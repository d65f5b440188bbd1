//! Descending doubly linked list backed by [`SlotArena`].
//!
//! Nodes live in a `SlotArena` and are linked by `SlotId`, so unlinking a
//! node never shifts its neighbours. The list is kept in **non-increasing**
//! order from head to tail; equal elements keep their arrival order because
//! [`insert_desc`](SortedList::insert_desc) places a new element *after*
//! every element that compares greater than or equal to it.
//!
//! ## Architecture
//!
//! ```text
//!   arena (SlotArena<Node<T>>)
//!   ┌────────┬──────────────────────────────────────────────┐
//!   │ SlotId │ Node { value, prev, next }                   │
//!   ├────────┼──────────────────────────────────────────────┤
//!   │ id_0   │ { value: 9, prev: None,       next: id_2 }   │
//!   │ id_1   │ { value: 4, prev: Some(id_2), next: None }   │
//!   │ id_2   │ { value: 7, prev: Some(id_0), next: id_1 }   │
//!   └────────┴──────────────────────────────────────────────┘
//!
//!   head ─► [9] ◄──► [7] ◄──► [4] ◄── tail (minimum)
//! ```
//!
//! ## Performance
//! - `insert_desc`: O(k), k = elements strictly below the new one (tail scan)
//! - `pop_back` / `remove`: O(1)
//! - `find` / `nth`: O(n)
//! - `iter`: O(n), double-ended
//!
//! `check_invariants()` is available in debug/test builds.

use std::cmp::Ordering;
use std::iter::FusedIterator;

use crate::ds::slot_arena::{SlotArena, SlotId};
#[cfg(any(test, debug_assertions))]
use crate::error::InvariantError;

#[derive(Debug, Clone)]
struct Node<T> {
    value: T,
    prev: Option<SlotId>,
    next: Option<SlotId>,
}

/// Arena-backed linked list kept in descending order, ties oldest-first.
#[derive(Debug, Clone)]
pub struct SortedList<T> {
    arena: SlotArena<Node<T>>,
    head: Option<SlotId>,
    tail: Option<SlotId>,
}

impl<T> SortedList<T> {
    /// Creates an empty list.
    pub fn new() -> Self {
        Self::with_capacity(0)
    }

    /// Creates an empty list with reserved node capacity.
    pub fn with_capacity(capacity: usize) -> Self {
        Self {
            arena: SlotArena::with_capacity(capacity),
            head: None,
            tail: None,
        }
    }

    pub fn len(&self) -> usize {
        self.arena.len()
    }

    pub fn is_empty(&self) -> bool {
        self.arena.is_empty()
    }

    /// Greatest element.
    pub fn front(&self) -> Option<&T> {
        self.head.and_then(|id| self.get(id))
    }

    /// Smallest element; among ties, the most recently inserted one.
    pub fn back(&self) -> Option<&T> {
        self.tail.and_then(|id| self.get(id))
    }

    pub fn get(&self, id: SlotId) -> Option<&T> {
        self.arena.get(id).map(|node| &node.value)
    }

    /// Element at descending rank `index`.
    pub fn nth(&self, index: usize) -> Option<&T> {
        self.iter().nth(index)
    }

    /// First node, from the head, whose value satisfies `pred`.
    pub fn find(&self, mut pred: impl FnMut(&T) -> bool) -> Option<SlotId> {
        let mut current = self.head;
        while let Some(id) = current {
            let node = self.arena.get(id)?;
            if pred(&node.value) {
                return Some(id);
            }
            current = node.next;
        }
        None
    }

    /// Returns a head-to-tail iterator.
    pub fn iter(&self) -> Iter<'_, T> {
        Iter {
            list: self,
            front: self.head,
            back: self.tail,
            remaining: self.len(),
        }
    }

    /// Removes and returns the tail value.
    pub fn pop_back(&mut self) -> Option<T> {
        let id = self.tail?;
        self.remove(id)
    }

    /// Unlinks the node `id` and returns its value.
    pub fn remove(&mut self, id: SlotId) -> Option<T> {
        let node = self.arena.remove(id)?;
        match node.prev {
            Some(prev) => {
                if let Some(prev_node) = self.arena.get_mut(prev) {
                    prev_node.next = node.next;
                }
            },
            None => self.head = node.next,
        }
        match node.next {
            Some(next) => {
                if let Some(next_node) = self.arena.get_mut(next) {
                    next_node.prev = node.prev;
                }
            },
            None => self.tail = node.prev,
        }
        Some(node.value)
    }

    pub fn clear(&mut self) {
        self.arena.clear();
        self.head = None;
        self.tail = None;
    }

    fn push_front(&mut self, value: T) -> SlotId {
        let id = self.arena.insert(Node {
            value,
            prev: None,
            next: self.head,
        });
        match self.head {
            Some(old_head) => {
                if let Some(node) = self.arena.get_mut(old_head) {
                    node.prev = Some(id);
                }
            },
            None => self.tail = Some(id),
        }
        self.head = Some(id);
        id
    }

    fn insert_after(&mut self, anchor: SlotId, value: T) -> SlotId {
        let next = self.arena.get(anchor).and_then(|node| node.next);
        let id = self.arena.insert(Node {
            value,
            prev: Some(anchor),
            next,
        });
        if let Some(node) = self.arena.get_mut(anchor) {
            node.next = Some(id);
        }
        match next {
            Some(next) => {
                if let Some(node) = self.arena.get_mut(next) {
                    node.prev = Some(id);
                }
            },
            None => self.tail = Some(id),
        }
        id
    }
}

impl<T: Ord> SortedList<T> {
    /// Inserts `value` after the last element that compares `>=` to it.
    ///
    /// Scans from the tail. Returns the new node and the number of elements
    /// stepped over.
    pub fn insert_desc(&mut self, value: T) -> (SlotId, usize) {
        let mut steps = 0;
        let mut anchor = self.tail;
        while let Some(id) = anchor {
            let node = match self.arena.get(id) {
                Some(node) => node,
                None => break,
            };
            if node.value.cmp(&value) != Ordering::Less {
                break;
            }
            steps += 1;
            anchor = node.prev;
        }
        let id = match anchor {
            Some(anchor) => self.insert_after(anchor, value),
            None => self.push_front(value),
        };
        (id, steps)
    }

    /// Validates links, length, and descending order.
    #[cfg(any(test, debug_assertions))]
    pub fn check_invariants(&self) -> Result<(), InvariantError> {
        let mut count = 0usize;
        let mut prev: Option<SlotId> = None;
        let mut current = self.head;
        while let Some(id) = current {
            let node = self
                .arena
                .get(id)
                .ok_or_else(|| InvariantError::new(format!("stale SlotId {:?} in chain", id)))?;
            if node.prev != prev {
                return Err(InvariantError::new(format!(
                    "node {:?} prev {:?} != expected {:?}",
                    id, node.prev, prev
                )));
            }
            if let Some(prev_value) = prev.and_then(|p| self.get(p)) {
                if prev_value < &node.value {
                    return Err(InvariantError::new(format!(
                        "node {:?} is greater than its predecessor",
                        id
                    )));
                }
            }
            count += 1;
            if count > self.len() {
                return Err(InvariantError::new("cycle detected in chain"));
            }
            prev = Some(id);
            current = node.next;
        }
        if self.tail != prev {
            return Err(InvariantError::new(format!(
                "tail {:?} != last reachable node {:?}",
                self.tail, prev
            )));
        }
        if count != self.len() {
            return Err(InvariantError::new(format!(
                "counted {} nodes but arena holds {}",
                count,
                self.len()
            )));
        }
        Ok(())
    }
}

impl<T> Default for SortedList<T> {
    fn default() -> Self {
        Self::new()
    }
}

/// Double-ended iterator over a [`SortedList`], head (greatest) first.
pub struct Iter<'a, T> {
    list: &'a SortedList<T>,
    front: Option<SlotId>,
    back: Option<SlotId>,
    remaining: usize,
}

impl<'a, T> Iterator for Iter<'a, T> {
    type Item = &'a T;

    fn next(&mut self) -> Option<Self::Item> {
        if self.remaining == 0 {
            return None;
        }
        let node = self.list.arena.get(self.front?)?;
        self.front = node.next;
        self.remaining -= 1;
        Some(&node.value)
    }

    fn size_hint(&self) -> (usize, Option<usize>) {
        (self.remaining, Some(self.remaining))
    }
}

impl<T> DoubleEndedIterator for Iter<'_, T> {
    fn next_back(&mut self) -> Option<Self::Item> {
        if self.remaining == 0 {
            return None;
        }
        let list = self.list;
        let node = list.arena.get(self.back?)?;
        self.back = node.prev;
        self.remaining -= 1;
        Some(&node.value)
    }
}

impl<T> ExactSizeIterator for Iter<'_, T> {}
impl<T> FusedIterator for Iter<'_, T> {}

impl<T> Clone for Iter<'_, T> {
    fn clone(&self) -> Self {
        Self {
            list: self.list,
            front: self.front,
            back: self.back,
            remaining: self.remaining,
        }
    }
}
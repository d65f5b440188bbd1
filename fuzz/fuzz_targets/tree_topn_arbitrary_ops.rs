#![no_main]

use libfuzzer_sys::fuzz_target;
use rankkit::policy::tree::TreeTopN;
use rankkit::traits::TopN;

// Fuzz arbitrary operation sequences on TreeTopN in every tie mode
//
// data[0] picks n, data[1] picks the ceiling (0 = lenient); the rest is read
// as (op, value) pairs. Values are folded into a small range to force ties.
fuzz_target!(|data: &[u8]| {
    if data.len() < 3 {
        return;
    }

    let n = usize::from(data[0] % 12) + 1;
    let mut topn: TreeTopN<u8> = match data[1] % 8 {
        0 => TreeTopN::lenient(n),
        extra => TreeTopN::with_max(n, n + usize::from(extra) - 1),
    };
    let ceiling = topn.max_len();

    let mut idx = 2;
    while idx + 1 < data.len() {
        let op = data[idx] % 4;
        let value = data[idx + 1] % 10;

        match op {
            0 | 1 => {
                let len_before = topn.len();
                let changed = topn.add(value);
                if changed {
                    assert!(topn.contains(&value));
                } else {
                    assert_eq!(topn.len(), len_before);
                }
            }
            2 => {
                let contains = topn.contains(&value);
                assert_eq!(contains, topn.iter().any(|v| *v == value));
                assert_eq!(topn.iter().count(), topn.len());
            }
            3 => {
                if value == 0 {
                    topn.clear();
                    assert!(topn.is_empty());
                }
            }
            _ => unreachable!(),
        }

        if let Some(max) = ceiling {
            assert!(topn.len() <= max);
        }
        assert!(topn.check_invariants().is_ok());
        idx += 2;
    }
});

**Assignment:** From the first line of the records above down to the line containing "pub fn new()", repeat each line exactly as written. Include both of those lines and add nothing.

**Reply:**
repository d65f5b440188bbd1
//! Descending doubly linked list backed by [`SlotArena`].
//!
//! Nodes live in a `SlotArena` and are linked by `SlotId`, so unlinking a
//! node never shifts its neighbours. The list is kept in **non-increasing**
//! order from head to tail; equal elements keep their arrival order because
//! [`insert_desc`](SortedList::insert_desc) places a new element *after*
//! every element that compares greater than or equal to it.
//!
//! ## Architecture
//!
//! ```text
//!   arena (SlotArena<Node<T>>)
//!   ┌────────┬──────────────────────────────────────────────┐
//!   │ SlotId │ Node { value, prev, next }                   │
//!   ├────────┼──────────────────────────────────────────────┤
//!   │ id_0   │ { value: 9, prev: None,       next: id_2 }   │
//!   │ id_1   │ { value: 4, prev: Some(id_2), next: None }   │
//!   │ id_2   │ { value: 7, prev: Some(id_0), next: id_1 }   │
//!   └────────┴──────────────────────────────────────────────┘
//!
//!   head ─► [9] ◄──► [7] ◄──► [4] ◄── tail (minimum)
//! ```
//!
//! ## Performance
//! - `insert_desc`: O(k), k = elements strictly below the new one (tail scan)
//! - `pop_back` / `remove`: O(1)
//! - `find` / `nth`: O(n)
//! - `iter`: O(n), double-ended
//!
//! `check_invariants()` is available in debug/test builds.

use std::cmp::Ordering;
use std::iter::FusedIterator;

use crate::ds::slot_arena::{SlotArena, SlotId};
#[cfg(any(test, debug_assertions))]
use crate::error::InvariantError;

#[derive(Debug, Clone)]
struct Node<T> {
    value: T,
    prev: Option<SlotId>,
    next: Option<SlotId>,
}

/// Arena-backed linked list kept in descending order, ties oldest-first.
#[derive(Debug, Clone)]
pub struct SortedList<T> {
    arena: SlotArena<Node<T>>,
    head: Option<SlotId>,
    tail: Option<SlotId>,
}

impl<T> SortedList<T> {
    /// Creates an empty list.
    pub fn new() -> Self {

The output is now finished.